El vodka barato sería la anestesia más rápida, supuso, paseando la mirada por los estantes. No era bebedora, pero la necesidad era apremiante.
En el mostrador, un empleado aburrido estaba mirando un partido de béisbol en un pequeño televisor. Cuando Meg se quitó los guantes para contar el dinero, él le miró las palmas.
—Yo en su caso me haría mirar eso, señora —dijo, cogiendo con cautela los billetes de su mano.

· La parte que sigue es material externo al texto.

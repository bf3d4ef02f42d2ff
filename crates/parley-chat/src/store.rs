//! Conversation history with a single guard over every read and write.
//!
//! The in-memory history only ever grows. Bounds apply to what leaves the
//! store: prompt windows and the persisted file.

use std::ffi::OsString;
use std::fs::{self, File};
use std::io::{self, Write};
use std::path::{Path, PathBuf};
use std::sync::{Mutex, MutexGuard, PoisonError};

use serde::{Deserialize, Serialize};
use tracing::{debug, info, warn};

use parley_core::types::{Message, Role};

use crate::error::ChatError;

/// On-disk shape written by [`ConversationStore::persist`].
#[derive(Serialize)]
struct PersistedHistory<'a> {
    history: &'a [Message],
}

/// Shapes accepted by [`ConversationStore::load`].
#[derive(Deserialize)]
#[serde(untagged)]
enum HistoryFile {
    Wrapped { history: Vec<Message> },
    Bare(Vec<Message>),
}

impl HistoryFile {
    fn into_messages(self) -> Vec<Message> {
        match self {
            HistoryFile::Wrapped { history } | HistoryFile::Bare(history) => history,
        }
    }
}

/// Ordered conversation history shared between turns.
#[derive(Debug, Default)]
pub struct ConversationStore {
    history: Mutex<Vec<Message>>,
}

impl ConversationStore {
    pub fn new() -> Self {
        Self::default()
    }

    pub fn from_messages(messages: Vec<Message>) -> Self {
        Self {
            history: Mutex::new(messages),
        }
    }

    /// Load persisted history, starting empty if the file is missing or
    /// cannot be parsed.
    pub fn load(path: &Path) -> Self {
        match read_history(path) {
            Ok(messages) => {
                info!(path = %path.display(), messages = messages.len(), "Conversation history loaded");
                Self::from_messages(messages)
            }
            Err(e) if !path.exists() => {
                debug!(path = %path.display(), error = %e, "No conversation history yet");
                Self::new()
            }
            Err(e) => {
                warn!(path = %path.display(), error = %e, "Failed to load conversation history, starting empty");
                Self::new()
            }
        }
    }

    // A panic while holding the guard cannot leave the Vec half-written,
    // so a poisoned lock is still safe to use.
    fn guard(&self) -> MutexGuard<'_, Vec<Message>> {
        self.history.lock().unwrap_or_else(PoisonError::into_inner)
    }

    pub fn append(&self, role: Role, text: impl Into<String>) {
        self.guard().push(Message::new(role, text));
    }

    /// Append `message` and return the last `n` messages, including it,
    /// as one consistent snapshot.
    pub fn append_and_window(&self, message: Message, n: usize) -> Vec<Message> {
        let mut history = self.guard();
        history.push(message);
        tail(&history, n).to_vec()
    }

    /// The last `n` messages in order.
    pub fn window(&self, n: usize) -> Vec<Message> {
        tail(&self.guard(), n).to_vec()
    }

    pub fn snapshot(&self) -> Vec<Message> {
        self.guard().clone()
    }

    pub fn len(&self) -> usize {
        self.guard().len()
    }

    pub fn is_empty(&self) -> bool {
        self.guard().is_empty()
    }

    /// Write the last `max_kept` messages to `path` as
    /// `{"history": [...]}`.
    ///
    /// The file is written beside the target and renamed over it. The guard
    /// stays held for the whole write so concurrent persists never
    /// interleave. Returns the number of messages written.
    pub fn persist(&self, path: &Path, max_kept: usize) -> Result<usize, ChatError> {
        let history = self.guard();
        let kept = tail(&history, max_kept);
        let contents = serde_json::to_string_pretty(&PersistedHistory { history: kept })?;

        if let Some(parent) = path.parent() {
            if !parent.as_os_str().is_empty() {
                fs::create_dir_all(parent)?;
            }
        }

        let tmp_path = tmp_path_for(path);
        let written = write_synced(&tmp_path, contents.as_bytes())
            .and_then(|()| fs::rename(&tmp_path, path));
        if let Err(e) = written {
            let _ = fs::remove_file(&tmp_path);
            return Err(ChatError::Persistence(format!(
                "Failed to write {}: {}",
                path.display(),
                e
            )));
        }

        debug!(path = %path.display(), messages = kept.len(), "Conversation history persisted");
        Ok(kept.len())
    }
}

fn tail(history: &[Message], n: usize) -> &[Message] {
    &history[history.len().saturating_sub(n)..]
}

/// Write `bytes` and flush them to disk before returning.
fn write_synced(path: &Path, bytes: &[u8]) -> io::Result<()> {
    let mut file = File::create(path)?;
    file.write_all(bytes)?;
    file.sync_all()
}

fn tmp_path_for(path: &Path) -> PathBuf {
    let mut name = OsString::from(path.as_os_str());
    name.push(".tmp");
    PathBuf::from(name)
}

fn read_history(path: &Path) -> Result<Vec<Message>, ChatError> {
    let contents = fs::read_to_string(path)?;
    let file: HistoryFile = serde_json::from_str(&contents)?;
    Ok(file.into_messages())
}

Meg bajó la mirada. Sus palmas estaban marcadas por dos puntos del tamaño de una moneda, de color rojo brillante y húmedos. Estaba segura de que no los tenía durante la comida. Su sensación de pánico se disparó y empezó a balancearse. Tuvo que agarrarse al mostrador para mantenerse en pie.
—Eh, ¿se encuentra bien?
Incapaz de contestar, Meg miró al frente con los ojos desorbitados por el miedo. El empleado fue a coger el teléfono. Meg negó con la cabeza bruscamente.
—Por favor, no —logró susurrar.
El empleado no era ningún alma caritativa; estuvo encantado de ver que aquella mujer se marchaba de su tienda con su botella y ochenta y nueve centavos de cambio. Meg tampoco se habría quedado a esperar una llamada a Emergencias. Se dirigió ciegamente a la parada del autobús, corriendo para atrapar al que esperaba allí. El conductor no le prestó atención cuando ella se derrumbó en un asiento de la parte delantera. El autobús estaba vacío, salvo dos mujeres negras de avanzada edad en la parte trasera.
La mente de Meg no estaba funcionando. Resistir era ya su única táctica. Miró por la ventanilla a la suciedad pasajera de la ciudad mientras las luces fluorescentes del autobús destellaban cada vez que el conductor pisaba los frenos.
Una vez que llegó a casa, se detuvo ante la mesita de la entrada donde guardaba guantes y llaves. Si se quitaba los guantes despacio y lo deseaba con fuerza suficiente, los puntos rojos redondos desaparecerían. Pensamiento mágico, el último recurso, la última argolla a la que se aferra la mente al mirar al abismo negro. No hubo magia en esta ocasión. Meg miró los puntos, que parecían más rojos que antes, con la humedad formando un riachuelo de sangre.
Pero su mente no soltó la última argolla y Meg no se zambulló en la oscuridad. De hecho, se sentía inusualmente calmada, como un cirujano que examina con ojo clínico una incisión limpia realizada con un bisturí. Una vez que la hoja abre la piel, no hay vuelta atrás, y con Meg ocurría lo mismo. Era el punto de no retorno. Ella sabía lo que significaban los puntos. Sabía de los estigmas. De niña —a los diez u once años— había pasado por un período de devoción religiosa. Empezó a leer las vidas de los santos en libros con ilustraciones de colores brillantes. Siendo ya una lectora avanzada, el sufrimiento de los santos la cautivó.
Ahora, en cambio, le estaba ocurriendo a ella. Las cosas que no soportaba ver en su película estaban apareciendo en su cuerpo. Heridas sagradas. Primero la sangre que se filtraba donde los clavos habían perforado las manos. Si las heridas continuaban, habría una corona de puntos sangrientos en torno a la frente, una incisión en el costado, más sangre en los pies. Pero ni siquiera eso alteró su calma. Simplemente se desnudó para irse a la cama y se miró en el espejo de cuerpo entero de la puerta del armario. Nada más se había manifestado, solo los dos puntos rojos en sus palmas. Sin vendárselas, se tumbó en la cama, ahorrándose las pastillas y olvidándose del vodka. De inmediato se quedó dormida en un descanso sin sueños.